◆ **Task brief**
Look through the lines below, find those with the word "enum", and copy them.

Saved entries:
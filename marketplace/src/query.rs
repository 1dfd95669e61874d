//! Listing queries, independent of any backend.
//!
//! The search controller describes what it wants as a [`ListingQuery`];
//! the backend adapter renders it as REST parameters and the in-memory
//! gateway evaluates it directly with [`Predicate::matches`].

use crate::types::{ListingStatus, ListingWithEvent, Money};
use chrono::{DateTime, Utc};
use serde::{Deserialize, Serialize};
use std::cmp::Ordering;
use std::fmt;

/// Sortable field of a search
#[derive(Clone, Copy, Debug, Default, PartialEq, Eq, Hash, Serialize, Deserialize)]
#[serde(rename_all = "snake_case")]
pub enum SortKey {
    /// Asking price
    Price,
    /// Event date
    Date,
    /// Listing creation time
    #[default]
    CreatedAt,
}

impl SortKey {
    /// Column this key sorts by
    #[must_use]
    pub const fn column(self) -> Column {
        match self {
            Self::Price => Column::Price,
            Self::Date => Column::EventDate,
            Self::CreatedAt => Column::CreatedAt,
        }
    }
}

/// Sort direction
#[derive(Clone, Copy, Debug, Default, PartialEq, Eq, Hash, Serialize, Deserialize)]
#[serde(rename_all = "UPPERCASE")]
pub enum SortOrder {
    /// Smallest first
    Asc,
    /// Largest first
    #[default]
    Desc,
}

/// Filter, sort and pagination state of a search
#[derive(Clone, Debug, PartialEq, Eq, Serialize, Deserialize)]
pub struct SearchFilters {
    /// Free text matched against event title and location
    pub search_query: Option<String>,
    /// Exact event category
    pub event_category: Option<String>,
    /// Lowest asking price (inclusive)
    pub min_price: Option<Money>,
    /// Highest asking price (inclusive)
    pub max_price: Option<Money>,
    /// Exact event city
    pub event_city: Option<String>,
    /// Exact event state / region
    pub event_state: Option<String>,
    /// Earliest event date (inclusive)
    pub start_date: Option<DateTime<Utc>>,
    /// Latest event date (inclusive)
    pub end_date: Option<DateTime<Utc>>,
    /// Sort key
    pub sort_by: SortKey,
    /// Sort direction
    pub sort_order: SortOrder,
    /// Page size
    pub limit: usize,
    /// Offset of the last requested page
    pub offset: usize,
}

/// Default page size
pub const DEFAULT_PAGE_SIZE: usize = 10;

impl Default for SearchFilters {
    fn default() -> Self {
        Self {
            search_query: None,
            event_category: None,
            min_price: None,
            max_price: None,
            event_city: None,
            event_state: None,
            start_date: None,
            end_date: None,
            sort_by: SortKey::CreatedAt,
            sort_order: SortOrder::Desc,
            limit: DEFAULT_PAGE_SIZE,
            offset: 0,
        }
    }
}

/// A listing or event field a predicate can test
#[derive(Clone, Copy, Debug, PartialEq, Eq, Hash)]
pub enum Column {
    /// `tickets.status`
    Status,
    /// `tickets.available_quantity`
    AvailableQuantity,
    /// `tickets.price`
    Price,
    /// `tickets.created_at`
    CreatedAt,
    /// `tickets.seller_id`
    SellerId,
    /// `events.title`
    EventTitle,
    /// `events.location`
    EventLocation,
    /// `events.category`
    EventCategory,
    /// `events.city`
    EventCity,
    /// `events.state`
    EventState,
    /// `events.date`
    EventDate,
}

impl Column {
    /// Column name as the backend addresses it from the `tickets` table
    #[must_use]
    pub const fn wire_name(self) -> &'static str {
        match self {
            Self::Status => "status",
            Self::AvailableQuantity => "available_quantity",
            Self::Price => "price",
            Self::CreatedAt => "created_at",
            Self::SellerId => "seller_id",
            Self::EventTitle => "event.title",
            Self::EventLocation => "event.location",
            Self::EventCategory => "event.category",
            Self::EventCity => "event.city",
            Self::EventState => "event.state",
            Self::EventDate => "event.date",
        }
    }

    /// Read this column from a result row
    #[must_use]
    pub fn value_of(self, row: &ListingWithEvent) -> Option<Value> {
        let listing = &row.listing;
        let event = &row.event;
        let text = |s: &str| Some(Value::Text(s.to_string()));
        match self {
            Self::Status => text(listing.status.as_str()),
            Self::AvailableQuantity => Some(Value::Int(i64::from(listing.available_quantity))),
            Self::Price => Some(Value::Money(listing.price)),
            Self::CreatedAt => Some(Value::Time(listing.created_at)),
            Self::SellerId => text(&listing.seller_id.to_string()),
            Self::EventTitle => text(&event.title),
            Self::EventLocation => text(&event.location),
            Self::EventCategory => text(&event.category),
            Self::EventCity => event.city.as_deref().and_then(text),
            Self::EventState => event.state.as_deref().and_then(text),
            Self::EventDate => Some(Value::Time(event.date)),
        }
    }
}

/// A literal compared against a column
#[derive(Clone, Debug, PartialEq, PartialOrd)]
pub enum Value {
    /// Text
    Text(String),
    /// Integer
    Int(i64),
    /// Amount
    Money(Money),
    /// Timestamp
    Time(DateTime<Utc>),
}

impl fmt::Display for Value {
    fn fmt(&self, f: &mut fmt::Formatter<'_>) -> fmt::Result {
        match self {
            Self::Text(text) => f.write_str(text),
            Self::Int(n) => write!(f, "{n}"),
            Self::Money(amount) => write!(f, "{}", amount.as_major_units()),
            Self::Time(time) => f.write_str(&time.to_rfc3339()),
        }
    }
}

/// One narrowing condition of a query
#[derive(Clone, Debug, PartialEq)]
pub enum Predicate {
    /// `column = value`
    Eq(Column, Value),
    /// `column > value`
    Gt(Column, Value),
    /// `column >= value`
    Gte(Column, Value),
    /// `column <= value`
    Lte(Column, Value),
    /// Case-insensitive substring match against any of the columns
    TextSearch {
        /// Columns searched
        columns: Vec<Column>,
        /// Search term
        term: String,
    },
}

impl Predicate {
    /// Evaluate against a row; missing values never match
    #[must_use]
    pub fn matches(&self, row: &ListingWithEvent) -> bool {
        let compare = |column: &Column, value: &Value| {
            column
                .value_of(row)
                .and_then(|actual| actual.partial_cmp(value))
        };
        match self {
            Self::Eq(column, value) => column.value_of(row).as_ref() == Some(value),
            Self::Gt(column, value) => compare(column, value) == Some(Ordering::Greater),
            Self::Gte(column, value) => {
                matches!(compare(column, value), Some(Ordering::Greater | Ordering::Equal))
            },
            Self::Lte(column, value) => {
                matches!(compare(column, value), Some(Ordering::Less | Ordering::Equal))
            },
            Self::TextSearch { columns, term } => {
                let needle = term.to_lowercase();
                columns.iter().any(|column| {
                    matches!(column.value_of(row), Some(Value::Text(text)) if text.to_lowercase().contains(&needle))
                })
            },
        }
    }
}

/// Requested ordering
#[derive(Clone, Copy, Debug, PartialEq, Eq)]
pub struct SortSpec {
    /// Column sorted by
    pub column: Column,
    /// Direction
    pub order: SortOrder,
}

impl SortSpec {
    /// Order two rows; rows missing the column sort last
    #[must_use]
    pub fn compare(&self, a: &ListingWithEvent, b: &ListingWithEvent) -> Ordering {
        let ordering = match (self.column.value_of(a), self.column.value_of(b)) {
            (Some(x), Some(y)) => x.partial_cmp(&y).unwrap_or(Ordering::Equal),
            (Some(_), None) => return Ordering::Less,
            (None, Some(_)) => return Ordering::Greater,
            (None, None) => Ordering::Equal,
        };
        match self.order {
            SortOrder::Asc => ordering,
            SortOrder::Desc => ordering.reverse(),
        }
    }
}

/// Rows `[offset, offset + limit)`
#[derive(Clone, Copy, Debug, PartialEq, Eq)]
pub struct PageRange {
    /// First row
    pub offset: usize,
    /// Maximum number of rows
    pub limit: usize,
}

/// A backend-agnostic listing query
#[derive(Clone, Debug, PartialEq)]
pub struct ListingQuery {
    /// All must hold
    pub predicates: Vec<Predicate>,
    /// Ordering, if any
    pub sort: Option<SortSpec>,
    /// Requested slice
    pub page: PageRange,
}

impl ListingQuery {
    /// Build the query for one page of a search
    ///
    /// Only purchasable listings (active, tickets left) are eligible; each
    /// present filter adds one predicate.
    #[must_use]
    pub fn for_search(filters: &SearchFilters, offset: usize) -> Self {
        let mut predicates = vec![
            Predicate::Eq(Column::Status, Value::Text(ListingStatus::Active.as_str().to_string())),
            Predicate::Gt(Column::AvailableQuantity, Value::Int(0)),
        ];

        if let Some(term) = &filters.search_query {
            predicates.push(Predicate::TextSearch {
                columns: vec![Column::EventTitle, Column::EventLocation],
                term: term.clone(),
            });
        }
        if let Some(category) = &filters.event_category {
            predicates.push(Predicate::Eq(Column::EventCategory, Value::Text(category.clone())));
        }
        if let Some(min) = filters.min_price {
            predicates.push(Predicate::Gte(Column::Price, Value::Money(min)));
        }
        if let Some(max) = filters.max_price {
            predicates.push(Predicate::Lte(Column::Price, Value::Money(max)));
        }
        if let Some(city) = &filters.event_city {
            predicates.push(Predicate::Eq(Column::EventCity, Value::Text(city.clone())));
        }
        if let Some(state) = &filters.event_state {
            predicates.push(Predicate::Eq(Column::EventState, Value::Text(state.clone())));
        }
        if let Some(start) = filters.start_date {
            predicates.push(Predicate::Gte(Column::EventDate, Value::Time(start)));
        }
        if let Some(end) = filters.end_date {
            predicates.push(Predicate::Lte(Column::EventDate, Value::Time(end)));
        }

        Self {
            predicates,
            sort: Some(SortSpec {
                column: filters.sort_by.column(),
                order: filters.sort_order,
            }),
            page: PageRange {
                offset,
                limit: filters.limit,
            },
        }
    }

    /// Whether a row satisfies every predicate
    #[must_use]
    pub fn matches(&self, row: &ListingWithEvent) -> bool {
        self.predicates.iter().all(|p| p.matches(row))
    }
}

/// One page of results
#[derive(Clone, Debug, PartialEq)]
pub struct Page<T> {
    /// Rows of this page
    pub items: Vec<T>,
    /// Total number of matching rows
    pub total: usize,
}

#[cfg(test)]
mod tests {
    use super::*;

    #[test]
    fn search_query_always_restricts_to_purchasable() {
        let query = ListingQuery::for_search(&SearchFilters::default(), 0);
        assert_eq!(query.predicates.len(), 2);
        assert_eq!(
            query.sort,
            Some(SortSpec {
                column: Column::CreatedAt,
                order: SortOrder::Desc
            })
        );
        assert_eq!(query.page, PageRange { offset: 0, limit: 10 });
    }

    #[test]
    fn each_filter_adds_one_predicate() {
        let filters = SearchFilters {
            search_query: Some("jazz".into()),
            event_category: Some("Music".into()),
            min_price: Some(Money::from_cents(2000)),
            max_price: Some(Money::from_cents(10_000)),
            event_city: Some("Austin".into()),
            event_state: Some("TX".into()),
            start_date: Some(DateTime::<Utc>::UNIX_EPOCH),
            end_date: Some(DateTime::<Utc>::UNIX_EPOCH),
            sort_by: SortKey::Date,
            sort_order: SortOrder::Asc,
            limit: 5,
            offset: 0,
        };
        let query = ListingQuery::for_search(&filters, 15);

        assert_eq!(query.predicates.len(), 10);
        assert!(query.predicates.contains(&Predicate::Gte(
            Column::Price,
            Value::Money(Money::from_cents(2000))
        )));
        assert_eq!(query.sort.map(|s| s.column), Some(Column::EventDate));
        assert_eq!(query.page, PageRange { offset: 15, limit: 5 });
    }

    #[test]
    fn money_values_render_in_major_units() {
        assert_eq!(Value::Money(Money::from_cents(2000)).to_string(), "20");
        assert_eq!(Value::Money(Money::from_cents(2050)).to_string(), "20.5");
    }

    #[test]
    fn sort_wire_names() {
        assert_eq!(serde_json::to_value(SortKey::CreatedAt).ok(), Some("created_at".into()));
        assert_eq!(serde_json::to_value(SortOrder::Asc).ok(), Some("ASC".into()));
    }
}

◆ **Exercise answer**
pub enum SortKey {
pub enum SortOrder {
pub enum Column {
pub enum Value {
pub enum Predicate {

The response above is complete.